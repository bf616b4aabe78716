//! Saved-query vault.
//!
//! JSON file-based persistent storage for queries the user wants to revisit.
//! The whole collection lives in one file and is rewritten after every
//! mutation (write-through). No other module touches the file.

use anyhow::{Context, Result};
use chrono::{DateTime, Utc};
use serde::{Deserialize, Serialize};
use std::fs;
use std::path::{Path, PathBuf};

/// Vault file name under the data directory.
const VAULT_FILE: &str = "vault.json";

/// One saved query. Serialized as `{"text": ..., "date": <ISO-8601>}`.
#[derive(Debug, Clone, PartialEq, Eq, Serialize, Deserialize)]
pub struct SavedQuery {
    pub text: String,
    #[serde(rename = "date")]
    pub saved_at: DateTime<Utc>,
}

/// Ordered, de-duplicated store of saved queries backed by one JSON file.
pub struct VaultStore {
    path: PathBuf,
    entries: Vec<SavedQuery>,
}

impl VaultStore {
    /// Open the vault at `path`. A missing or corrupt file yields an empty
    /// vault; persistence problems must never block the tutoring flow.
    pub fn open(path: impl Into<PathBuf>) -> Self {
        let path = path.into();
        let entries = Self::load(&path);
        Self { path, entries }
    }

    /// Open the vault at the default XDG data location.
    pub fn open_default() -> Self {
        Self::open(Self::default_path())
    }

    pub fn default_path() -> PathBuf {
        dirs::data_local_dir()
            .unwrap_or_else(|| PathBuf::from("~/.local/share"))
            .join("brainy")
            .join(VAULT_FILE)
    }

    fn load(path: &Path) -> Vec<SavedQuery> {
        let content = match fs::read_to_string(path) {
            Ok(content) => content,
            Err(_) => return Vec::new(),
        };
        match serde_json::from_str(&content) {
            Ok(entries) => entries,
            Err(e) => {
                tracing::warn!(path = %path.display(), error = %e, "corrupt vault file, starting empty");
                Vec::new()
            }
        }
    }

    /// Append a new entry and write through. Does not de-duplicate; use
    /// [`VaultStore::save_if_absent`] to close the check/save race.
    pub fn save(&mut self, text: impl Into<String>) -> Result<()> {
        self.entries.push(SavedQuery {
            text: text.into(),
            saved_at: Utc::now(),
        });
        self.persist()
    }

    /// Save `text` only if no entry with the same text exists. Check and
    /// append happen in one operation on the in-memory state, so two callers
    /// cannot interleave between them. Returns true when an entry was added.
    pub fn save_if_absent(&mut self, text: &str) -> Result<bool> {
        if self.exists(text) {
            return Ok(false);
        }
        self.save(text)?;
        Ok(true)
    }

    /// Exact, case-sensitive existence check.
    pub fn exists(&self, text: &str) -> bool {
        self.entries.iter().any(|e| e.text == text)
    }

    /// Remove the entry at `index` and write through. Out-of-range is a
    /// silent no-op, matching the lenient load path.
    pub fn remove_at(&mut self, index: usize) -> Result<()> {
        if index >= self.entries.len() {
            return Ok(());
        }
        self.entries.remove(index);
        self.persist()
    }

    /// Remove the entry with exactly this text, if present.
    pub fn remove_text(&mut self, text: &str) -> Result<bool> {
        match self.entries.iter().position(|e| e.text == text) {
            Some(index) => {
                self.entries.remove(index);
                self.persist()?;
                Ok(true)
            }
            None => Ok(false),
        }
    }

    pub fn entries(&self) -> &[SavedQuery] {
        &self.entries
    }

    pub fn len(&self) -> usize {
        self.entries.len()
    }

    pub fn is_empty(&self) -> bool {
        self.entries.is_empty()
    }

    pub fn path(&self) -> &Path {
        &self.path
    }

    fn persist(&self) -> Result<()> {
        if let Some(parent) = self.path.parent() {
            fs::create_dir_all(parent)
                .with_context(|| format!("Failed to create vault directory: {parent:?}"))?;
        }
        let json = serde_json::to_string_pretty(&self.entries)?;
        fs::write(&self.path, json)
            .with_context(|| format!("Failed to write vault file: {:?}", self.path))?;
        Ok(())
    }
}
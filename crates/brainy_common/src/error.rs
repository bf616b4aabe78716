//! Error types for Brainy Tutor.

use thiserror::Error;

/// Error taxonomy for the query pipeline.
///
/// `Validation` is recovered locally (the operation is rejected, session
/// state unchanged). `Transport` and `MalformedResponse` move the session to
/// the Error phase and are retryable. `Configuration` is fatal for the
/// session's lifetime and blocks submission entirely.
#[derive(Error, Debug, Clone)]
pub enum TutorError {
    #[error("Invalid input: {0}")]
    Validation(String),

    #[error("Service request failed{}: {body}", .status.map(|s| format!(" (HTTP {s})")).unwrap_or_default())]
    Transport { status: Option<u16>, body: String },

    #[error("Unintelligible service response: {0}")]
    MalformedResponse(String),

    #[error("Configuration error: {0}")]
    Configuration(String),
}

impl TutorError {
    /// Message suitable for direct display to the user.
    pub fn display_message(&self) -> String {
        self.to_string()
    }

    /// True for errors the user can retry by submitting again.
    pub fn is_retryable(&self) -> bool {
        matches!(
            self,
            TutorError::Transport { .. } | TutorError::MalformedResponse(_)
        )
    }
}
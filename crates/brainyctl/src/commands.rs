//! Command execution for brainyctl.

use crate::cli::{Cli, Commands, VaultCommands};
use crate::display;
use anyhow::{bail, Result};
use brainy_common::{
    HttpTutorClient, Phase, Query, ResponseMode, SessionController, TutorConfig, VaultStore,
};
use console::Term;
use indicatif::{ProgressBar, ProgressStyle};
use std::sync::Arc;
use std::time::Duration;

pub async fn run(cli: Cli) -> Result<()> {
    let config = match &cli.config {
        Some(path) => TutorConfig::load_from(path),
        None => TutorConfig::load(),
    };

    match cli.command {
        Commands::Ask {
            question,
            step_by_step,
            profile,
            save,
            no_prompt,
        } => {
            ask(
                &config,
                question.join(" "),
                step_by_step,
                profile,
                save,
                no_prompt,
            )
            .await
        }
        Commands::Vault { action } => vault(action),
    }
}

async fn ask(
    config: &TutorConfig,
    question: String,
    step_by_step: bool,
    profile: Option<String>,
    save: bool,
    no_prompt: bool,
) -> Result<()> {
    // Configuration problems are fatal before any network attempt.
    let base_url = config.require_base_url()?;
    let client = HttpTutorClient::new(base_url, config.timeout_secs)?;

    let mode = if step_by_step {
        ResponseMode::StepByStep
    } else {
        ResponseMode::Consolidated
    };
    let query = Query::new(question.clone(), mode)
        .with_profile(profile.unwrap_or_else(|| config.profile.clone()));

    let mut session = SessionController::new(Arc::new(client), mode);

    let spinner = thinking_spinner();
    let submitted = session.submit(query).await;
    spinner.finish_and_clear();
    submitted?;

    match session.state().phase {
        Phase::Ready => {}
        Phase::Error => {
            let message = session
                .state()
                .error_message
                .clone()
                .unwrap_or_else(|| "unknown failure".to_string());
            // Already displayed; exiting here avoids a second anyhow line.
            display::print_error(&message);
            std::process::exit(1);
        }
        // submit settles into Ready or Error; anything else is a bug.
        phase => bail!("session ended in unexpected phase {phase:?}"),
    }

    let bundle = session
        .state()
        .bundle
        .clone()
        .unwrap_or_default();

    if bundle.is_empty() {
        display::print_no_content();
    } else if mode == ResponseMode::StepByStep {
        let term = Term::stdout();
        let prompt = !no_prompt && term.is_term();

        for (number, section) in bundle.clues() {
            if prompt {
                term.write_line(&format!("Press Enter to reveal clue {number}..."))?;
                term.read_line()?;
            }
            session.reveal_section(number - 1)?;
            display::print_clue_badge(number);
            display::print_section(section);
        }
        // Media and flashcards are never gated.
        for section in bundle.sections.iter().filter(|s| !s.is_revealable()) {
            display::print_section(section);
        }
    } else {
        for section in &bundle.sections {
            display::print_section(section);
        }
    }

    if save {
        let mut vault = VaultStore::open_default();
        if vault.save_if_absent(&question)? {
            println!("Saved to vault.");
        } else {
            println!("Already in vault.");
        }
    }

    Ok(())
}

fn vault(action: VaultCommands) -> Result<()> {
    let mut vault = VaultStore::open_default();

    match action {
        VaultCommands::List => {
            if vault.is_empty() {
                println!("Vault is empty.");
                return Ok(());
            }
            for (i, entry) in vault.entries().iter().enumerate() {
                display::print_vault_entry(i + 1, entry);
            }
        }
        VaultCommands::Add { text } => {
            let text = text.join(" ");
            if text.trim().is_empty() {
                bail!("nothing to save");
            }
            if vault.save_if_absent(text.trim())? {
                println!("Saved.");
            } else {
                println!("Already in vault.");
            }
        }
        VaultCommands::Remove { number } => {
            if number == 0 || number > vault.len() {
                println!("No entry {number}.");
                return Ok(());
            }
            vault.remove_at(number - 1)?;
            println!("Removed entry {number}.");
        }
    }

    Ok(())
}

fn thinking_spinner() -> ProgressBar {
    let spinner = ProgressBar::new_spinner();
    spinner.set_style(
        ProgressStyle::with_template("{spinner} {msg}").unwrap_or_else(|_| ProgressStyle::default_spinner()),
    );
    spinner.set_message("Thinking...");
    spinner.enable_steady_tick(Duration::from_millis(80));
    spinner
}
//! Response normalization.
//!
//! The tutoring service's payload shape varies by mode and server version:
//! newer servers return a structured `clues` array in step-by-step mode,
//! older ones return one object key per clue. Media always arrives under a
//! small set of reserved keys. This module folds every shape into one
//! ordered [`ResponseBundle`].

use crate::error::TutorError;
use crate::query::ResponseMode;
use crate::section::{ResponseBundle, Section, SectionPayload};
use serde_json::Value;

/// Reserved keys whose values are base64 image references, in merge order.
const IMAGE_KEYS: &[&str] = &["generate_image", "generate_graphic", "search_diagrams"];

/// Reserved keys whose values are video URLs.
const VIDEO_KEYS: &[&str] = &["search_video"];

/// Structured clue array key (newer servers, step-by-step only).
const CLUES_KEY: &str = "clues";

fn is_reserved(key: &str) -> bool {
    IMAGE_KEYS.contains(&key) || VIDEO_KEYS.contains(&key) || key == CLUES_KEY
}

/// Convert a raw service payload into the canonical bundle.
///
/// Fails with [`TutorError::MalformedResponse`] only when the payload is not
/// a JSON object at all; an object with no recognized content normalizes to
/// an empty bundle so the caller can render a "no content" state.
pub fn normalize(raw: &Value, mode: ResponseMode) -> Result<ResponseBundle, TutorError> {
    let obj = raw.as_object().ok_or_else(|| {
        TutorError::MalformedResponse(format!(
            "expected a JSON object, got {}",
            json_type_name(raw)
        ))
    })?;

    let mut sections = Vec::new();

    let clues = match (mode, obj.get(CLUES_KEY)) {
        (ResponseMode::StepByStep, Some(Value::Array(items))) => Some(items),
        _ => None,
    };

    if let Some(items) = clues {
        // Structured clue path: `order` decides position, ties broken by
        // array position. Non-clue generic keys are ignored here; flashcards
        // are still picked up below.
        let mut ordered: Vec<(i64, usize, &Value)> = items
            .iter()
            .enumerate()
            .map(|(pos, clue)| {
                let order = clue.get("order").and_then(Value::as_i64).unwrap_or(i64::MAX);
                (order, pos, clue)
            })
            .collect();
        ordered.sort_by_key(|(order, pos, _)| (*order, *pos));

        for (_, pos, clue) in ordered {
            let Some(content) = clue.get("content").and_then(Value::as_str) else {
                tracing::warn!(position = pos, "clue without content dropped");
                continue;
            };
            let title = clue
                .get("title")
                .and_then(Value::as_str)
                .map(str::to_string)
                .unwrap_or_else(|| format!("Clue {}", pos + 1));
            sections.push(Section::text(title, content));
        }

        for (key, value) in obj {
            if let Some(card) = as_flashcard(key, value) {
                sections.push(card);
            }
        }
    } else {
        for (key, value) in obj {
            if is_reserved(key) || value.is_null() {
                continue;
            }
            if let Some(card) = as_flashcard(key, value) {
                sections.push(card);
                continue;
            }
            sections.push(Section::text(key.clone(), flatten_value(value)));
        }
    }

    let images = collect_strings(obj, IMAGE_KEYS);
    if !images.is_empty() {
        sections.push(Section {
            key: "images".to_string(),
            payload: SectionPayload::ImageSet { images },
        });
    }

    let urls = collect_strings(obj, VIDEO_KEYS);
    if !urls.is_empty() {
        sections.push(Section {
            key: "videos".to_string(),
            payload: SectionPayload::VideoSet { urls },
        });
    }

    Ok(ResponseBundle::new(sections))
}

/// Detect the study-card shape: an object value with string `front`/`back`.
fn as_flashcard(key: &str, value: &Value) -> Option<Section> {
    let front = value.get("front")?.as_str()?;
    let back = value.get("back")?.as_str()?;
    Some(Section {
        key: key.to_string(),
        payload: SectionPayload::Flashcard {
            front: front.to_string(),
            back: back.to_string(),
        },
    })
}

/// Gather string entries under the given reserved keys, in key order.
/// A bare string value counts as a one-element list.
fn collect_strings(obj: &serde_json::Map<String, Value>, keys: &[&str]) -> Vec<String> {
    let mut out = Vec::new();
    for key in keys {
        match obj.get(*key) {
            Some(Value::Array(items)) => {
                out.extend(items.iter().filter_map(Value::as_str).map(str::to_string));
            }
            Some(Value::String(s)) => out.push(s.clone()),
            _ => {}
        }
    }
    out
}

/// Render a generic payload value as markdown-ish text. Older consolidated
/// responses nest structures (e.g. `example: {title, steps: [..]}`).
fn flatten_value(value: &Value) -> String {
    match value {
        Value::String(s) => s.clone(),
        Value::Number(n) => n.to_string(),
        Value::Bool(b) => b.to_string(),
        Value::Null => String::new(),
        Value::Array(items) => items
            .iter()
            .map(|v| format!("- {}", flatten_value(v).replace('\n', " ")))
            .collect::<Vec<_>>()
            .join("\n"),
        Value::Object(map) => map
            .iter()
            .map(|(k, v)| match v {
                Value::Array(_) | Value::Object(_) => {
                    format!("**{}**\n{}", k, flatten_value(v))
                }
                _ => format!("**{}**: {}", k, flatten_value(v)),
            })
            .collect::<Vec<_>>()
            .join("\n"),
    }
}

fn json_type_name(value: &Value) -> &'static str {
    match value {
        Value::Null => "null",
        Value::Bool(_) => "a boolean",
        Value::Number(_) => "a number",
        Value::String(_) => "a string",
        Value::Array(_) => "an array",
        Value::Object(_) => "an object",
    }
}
--
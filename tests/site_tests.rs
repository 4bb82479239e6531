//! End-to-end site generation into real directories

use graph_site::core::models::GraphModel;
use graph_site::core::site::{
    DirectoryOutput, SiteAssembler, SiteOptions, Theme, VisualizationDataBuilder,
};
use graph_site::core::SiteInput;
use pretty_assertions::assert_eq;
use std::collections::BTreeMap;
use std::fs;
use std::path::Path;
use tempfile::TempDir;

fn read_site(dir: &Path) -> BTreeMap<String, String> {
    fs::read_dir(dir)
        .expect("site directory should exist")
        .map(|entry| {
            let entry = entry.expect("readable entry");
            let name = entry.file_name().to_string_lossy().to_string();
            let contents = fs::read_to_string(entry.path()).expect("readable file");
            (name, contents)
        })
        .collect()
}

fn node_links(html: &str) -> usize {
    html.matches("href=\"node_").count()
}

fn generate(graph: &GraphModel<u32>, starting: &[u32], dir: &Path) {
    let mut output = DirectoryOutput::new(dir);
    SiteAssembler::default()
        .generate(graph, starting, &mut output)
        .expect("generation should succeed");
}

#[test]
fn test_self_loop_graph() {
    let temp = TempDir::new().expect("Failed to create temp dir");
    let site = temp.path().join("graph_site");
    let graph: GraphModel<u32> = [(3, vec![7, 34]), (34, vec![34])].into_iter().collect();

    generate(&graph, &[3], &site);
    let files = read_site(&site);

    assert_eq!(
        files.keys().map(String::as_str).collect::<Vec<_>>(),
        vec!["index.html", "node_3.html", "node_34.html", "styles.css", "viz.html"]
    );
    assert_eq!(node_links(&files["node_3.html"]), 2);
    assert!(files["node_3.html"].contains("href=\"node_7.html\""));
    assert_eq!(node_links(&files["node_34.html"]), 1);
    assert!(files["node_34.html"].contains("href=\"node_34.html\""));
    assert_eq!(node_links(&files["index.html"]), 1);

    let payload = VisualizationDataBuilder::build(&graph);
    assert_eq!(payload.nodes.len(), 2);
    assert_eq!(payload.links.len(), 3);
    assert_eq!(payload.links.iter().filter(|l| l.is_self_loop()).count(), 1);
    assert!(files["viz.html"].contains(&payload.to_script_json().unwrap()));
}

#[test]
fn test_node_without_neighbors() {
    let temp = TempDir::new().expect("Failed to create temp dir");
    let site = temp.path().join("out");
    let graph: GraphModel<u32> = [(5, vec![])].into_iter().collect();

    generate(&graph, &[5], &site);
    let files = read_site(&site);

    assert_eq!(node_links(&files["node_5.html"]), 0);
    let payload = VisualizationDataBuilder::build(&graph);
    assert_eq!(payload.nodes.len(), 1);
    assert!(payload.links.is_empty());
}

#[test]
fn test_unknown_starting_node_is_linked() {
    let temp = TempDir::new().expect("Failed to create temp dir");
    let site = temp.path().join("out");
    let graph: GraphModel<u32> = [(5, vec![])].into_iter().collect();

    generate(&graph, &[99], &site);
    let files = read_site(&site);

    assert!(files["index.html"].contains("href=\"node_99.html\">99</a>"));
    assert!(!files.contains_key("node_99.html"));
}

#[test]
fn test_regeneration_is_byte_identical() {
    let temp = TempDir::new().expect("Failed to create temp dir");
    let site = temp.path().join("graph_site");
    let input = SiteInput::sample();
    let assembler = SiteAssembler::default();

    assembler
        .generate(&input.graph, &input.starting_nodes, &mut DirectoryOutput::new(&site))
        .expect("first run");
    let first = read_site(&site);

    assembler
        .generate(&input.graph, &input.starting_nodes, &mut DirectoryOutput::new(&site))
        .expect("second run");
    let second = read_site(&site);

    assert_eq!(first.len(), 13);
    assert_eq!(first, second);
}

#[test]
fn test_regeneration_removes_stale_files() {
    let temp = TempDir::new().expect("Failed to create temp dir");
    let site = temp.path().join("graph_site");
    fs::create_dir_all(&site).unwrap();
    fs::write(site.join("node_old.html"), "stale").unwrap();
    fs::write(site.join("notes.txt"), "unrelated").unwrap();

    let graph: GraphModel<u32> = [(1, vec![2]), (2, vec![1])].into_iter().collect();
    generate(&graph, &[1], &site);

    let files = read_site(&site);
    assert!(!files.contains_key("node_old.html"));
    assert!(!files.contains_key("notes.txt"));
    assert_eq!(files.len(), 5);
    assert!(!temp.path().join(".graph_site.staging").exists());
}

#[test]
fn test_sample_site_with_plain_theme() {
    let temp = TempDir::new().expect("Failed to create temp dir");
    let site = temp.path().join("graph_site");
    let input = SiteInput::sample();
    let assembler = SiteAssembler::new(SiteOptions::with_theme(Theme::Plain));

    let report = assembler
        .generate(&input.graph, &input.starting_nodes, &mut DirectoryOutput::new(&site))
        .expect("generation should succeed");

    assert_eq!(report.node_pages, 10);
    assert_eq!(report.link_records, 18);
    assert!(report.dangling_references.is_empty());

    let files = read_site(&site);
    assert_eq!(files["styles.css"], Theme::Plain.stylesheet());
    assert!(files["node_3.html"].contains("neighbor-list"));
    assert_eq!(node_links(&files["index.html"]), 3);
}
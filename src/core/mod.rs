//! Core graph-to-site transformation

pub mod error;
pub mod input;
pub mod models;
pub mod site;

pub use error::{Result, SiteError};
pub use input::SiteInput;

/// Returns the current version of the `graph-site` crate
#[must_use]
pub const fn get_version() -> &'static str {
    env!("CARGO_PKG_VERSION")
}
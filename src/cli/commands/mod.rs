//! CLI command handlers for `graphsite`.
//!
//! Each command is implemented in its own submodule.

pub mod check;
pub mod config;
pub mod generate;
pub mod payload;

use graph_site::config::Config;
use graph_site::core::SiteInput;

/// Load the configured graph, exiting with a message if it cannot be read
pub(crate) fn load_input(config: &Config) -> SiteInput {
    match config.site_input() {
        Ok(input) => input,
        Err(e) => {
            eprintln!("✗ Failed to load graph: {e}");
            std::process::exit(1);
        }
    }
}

Exercise instructions:
Using the records above, copy each line that contains "Deserialize".

Written reply:
use serde::{Deserialize, Serialize};
#[derive(Debug, Clone, PartialEq, Eq, Serialize, Deserialize)]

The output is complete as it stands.